Material shown ▸
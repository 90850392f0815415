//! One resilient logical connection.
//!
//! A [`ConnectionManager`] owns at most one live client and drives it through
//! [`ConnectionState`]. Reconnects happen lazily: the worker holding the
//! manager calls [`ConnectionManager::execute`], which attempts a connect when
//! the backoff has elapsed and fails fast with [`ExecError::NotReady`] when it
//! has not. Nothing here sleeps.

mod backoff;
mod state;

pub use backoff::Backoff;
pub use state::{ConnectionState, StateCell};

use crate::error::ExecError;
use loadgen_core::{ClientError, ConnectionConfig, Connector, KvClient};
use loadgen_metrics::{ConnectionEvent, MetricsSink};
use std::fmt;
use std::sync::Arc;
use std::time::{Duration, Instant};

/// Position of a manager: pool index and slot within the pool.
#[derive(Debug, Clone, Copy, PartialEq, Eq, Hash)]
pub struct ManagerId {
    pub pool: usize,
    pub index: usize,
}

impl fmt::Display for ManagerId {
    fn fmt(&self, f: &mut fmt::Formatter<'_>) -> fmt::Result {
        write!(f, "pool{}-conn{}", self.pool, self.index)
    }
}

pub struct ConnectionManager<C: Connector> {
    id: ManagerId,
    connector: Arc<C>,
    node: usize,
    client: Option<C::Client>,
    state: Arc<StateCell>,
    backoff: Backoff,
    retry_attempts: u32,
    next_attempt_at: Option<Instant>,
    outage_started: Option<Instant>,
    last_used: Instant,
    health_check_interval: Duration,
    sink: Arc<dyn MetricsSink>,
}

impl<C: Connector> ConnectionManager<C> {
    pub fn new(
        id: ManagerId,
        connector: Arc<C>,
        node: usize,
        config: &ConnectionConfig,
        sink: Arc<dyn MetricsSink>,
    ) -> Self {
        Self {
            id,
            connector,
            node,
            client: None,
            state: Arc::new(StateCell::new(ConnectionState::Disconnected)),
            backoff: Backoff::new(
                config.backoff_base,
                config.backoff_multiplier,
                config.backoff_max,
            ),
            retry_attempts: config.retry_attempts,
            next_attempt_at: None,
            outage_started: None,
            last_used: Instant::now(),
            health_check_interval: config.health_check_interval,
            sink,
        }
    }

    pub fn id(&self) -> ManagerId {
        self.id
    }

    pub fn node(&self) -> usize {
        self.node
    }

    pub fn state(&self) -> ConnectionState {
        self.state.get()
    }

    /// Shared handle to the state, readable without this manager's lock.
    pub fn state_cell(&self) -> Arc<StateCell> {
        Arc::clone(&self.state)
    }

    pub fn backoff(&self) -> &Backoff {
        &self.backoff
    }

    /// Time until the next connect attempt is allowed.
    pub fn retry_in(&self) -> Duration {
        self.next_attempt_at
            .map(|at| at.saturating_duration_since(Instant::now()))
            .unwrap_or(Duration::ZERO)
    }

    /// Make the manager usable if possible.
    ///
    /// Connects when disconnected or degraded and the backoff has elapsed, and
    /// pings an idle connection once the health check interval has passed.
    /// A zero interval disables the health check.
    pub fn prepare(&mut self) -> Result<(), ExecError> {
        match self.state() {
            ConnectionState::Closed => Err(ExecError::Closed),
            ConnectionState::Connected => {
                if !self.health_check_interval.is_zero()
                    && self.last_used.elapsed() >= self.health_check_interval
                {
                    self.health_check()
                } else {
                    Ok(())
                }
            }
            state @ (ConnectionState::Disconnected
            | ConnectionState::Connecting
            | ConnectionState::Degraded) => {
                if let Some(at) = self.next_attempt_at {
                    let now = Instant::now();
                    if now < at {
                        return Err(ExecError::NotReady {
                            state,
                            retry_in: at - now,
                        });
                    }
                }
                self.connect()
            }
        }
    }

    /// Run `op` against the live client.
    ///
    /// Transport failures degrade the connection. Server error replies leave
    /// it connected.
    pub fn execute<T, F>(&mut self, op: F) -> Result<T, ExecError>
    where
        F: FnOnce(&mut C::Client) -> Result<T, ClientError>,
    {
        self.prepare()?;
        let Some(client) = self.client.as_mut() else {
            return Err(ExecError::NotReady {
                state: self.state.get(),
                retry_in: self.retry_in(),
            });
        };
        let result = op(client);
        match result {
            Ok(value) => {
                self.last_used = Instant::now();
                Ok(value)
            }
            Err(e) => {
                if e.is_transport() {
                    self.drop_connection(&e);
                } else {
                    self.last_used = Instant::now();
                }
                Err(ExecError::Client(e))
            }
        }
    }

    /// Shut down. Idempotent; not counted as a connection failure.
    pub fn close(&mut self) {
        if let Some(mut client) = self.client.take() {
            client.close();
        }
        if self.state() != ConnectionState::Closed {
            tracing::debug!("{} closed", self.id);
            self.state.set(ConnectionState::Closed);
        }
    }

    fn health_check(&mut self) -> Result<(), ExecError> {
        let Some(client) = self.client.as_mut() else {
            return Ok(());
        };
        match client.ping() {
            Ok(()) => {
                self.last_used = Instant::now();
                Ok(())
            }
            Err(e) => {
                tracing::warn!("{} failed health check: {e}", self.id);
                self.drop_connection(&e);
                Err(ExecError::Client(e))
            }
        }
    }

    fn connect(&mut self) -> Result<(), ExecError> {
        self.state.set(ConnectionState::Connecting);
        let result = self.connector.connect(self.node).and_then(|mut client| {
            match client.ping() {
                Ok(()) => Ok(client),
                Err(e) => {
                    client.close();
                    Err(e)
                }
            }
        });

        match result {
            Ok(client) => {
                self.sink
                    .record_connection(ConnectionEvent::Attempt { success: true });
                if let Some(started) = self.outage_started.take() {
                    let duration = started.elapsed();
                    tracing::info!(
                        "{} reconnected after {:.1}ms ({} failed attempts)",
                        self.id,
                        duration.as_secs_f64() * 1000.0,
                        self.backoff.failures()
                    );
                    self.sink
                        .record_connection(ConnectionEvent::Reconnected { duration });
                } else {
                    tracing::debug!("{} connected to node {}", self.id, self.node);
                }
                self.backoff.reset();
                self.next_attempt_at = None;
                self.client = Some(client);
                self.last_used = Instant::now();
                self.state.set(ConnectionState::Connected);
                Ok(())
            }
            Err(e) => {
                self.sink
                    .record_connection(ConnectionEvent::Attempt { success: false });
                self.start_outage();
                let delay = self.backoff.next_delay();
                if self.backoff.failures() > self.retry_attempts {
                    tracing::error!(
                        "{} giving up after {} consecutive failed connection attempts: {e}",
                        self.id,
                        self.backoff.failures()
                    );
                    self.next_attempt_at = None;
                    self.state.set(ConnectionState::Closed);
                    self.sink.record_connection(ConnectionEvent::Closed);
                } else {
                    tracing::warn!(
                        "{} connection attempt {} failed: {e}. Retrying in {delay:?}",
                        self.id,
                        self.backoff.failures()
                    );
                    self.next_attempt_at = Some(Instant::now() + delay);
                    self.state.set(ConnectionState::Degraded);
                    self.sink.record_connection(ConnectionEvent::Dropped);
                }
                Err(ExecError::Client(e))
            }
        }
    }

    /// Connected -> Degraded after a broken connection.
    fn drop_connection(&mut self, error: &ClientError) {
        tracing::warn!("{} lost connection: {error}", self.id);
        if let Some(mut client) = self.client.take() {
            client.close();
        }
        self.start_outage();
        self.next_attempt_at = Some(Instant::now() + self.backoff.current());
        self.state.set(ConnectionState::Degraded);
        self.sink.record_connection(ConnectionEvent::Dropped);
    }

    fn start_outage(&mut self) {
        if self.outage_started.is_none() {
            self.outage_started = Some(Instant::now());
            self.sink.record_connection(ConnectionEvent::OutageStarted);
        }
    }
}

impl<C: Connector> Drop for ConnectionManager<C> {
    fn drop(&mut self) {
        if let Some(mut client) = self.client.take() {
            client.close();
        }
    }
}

Problem ▸ Gather up, from the records above, each line where the word "live" appears.

Finished task ▸
//! A [`ConnectionManager`] owns at most one live client and drives it through
    /// Run `op` against the live client.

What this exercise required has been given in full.